AJP - Gastrointestinal and Liver Physiology, Vol 264, Issue 2 300-G305, Copyright © 1993 by American Physiological Society

ARTICLES

Molecular mechanism of two noncompetitive inhibitors of Na(+)-glucose cotransporter: comparison of DCCD and PCMB

B. E. Peerce
Department of Physiology and Biophysics, University of Texas Medical Branch, Galveston 77550.

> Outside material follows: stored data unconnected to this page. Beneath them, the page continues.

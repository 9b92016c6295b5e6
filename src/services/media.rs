//! File storage for uploaded photos, logos and floor plans
//!
//! Files land under `<root>/<prefix>/<uuid>-<sanitized name>`; the returned
//! relative path is what gets stored on the owning record.

use std::path::{Path, PathBuf};

use anyhow::{Context, Result};
use tracing::{debug, warn};
use uuid::Uuid;

use crate::config::MediaConfig;
use crate::models::UploadPrefix;
use crate::utils::validation::sanitize_file_name;

#[derive(Debug, Clone)]
pub struct MediaStore {
    root: PathBuf,
    max_upload_bytes: usize,
}

impl MediaStore {
    pub fn new(config: &MediaConfig) -> Self {
        Self {
            root: config.root.clone(),
            max_upload_bytes: config.max_upload_bytes,
        }
    }

    pub fn root(&self) -> &Path {
        &self.root
    }

    pub fn max_upload_bytes(&self) -> usize {
        self.max_upload_bytes
    }

    /// Write `bytes` and return the path relative to the media root
    pub async fn store(
        &self,
        prefix: UploadPrefix,
        original_name: &str,
        bytes: &[u8],
    ) -> Result<String> {
        let dir = self.root.join(prefix.as_str());
        tokio::fs::create_dir_all(&dir)
            .await
            .with_context(|| format!("Failed to create media directory {}", dir.display()))?;

        let file_name = format!("{}-{}", Uuid::new_v4(), sanitize_file_name(original_name));
        let target = dir.join(&file_name);
        tokio::fs::write(&target, bytes)
            .await
            .with_context(|| format!("Failed to write upload {}", target.display()))?;

        debug!(path = %target.display(), size = bytes.len(), "Stored upload");
        Ok(format!("{}/{}", prefix.as_str(), file_name))
    }

    /// Remove a stored file; missing files are ignored
    pub async fn remove(&self, relative: &str) {
        let Some(path) = self.resolve(relative) else {
            warn!(path = %relative, "Refusing to remove path outside media root");
            return;
        };
        match tokio::fs::remove_file(&path).await {
            Ok(()) => debug!(path = %path.display(), "Removed upload"),
            Err(e) if e.kind() == std::io::ErrorKind::NotFound => {}
            Err(e) => warn!(path = %path.display(), error = %e, "Failed to remove upload"),
        }
    }

    fn resolve(&self, relative: &str) -> Option<PathBuf> {
        let rel = Path::new(relative);
        if rel.is_absolute()
            || rel
                .components()
                .any(|c| !matches!(c, std::path::Component::Normal(_)))
        {
            return None;
        }
        Some(self.root.join(rel))
    }
}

The effects of noncompetitive inhibitors of Na(+)-dependent glucose uptake, p-chloromercuribenzoate N,N'-dicyclohexylcarbodiimide (DCCD), on substrate-induced cotransporter conformational changes were examined using fluorescein isothiocyanate (FITC) and tryptophan fluorescence. p-chloromercuribenzoate (PCMB) inhibited both substrate-induced conformational changes with similar concentration required for 50% quenching/enhancement of tryptophan or FITC fluorescence. In contrast, DCCD inhibited the Na(+)-induced conformational change with an apparent concentration resulting in 50% inhibition (K0.5) of 18 microM and the glucose-induced conformational change with an apparent K0.5 of 5 microM. DCCD slightly increased the apparent K0.5 for the Na+ concentration required for Na(+)-induced conformational change. DCCD and PCMB altered tryptophan accessibility to quench reagents in all three conformations. Tryptophan residues on the PCMB-treated cotransporter were more Cs+ than I- sensitive in contrast to the unlabeled cotransporter. The PCMB-treated cotransporter had a reduced response to Na+, suggesting that the mode of PCMB inactivation of cotransporter activity resulted from conformational changes in the substrate-free cotransporter. DCCD had a smaller effect on cotransporter tryptophan quench reagent susceptibility. However, DCCD-labeled cotransporter was equally accessible to I- and Cs+, and the DCCD-labeled cotransporter did not respond to substrates. Loss of charge distribution around cotransporter tryptophans correlated with loss of substrate-induced conformational changes.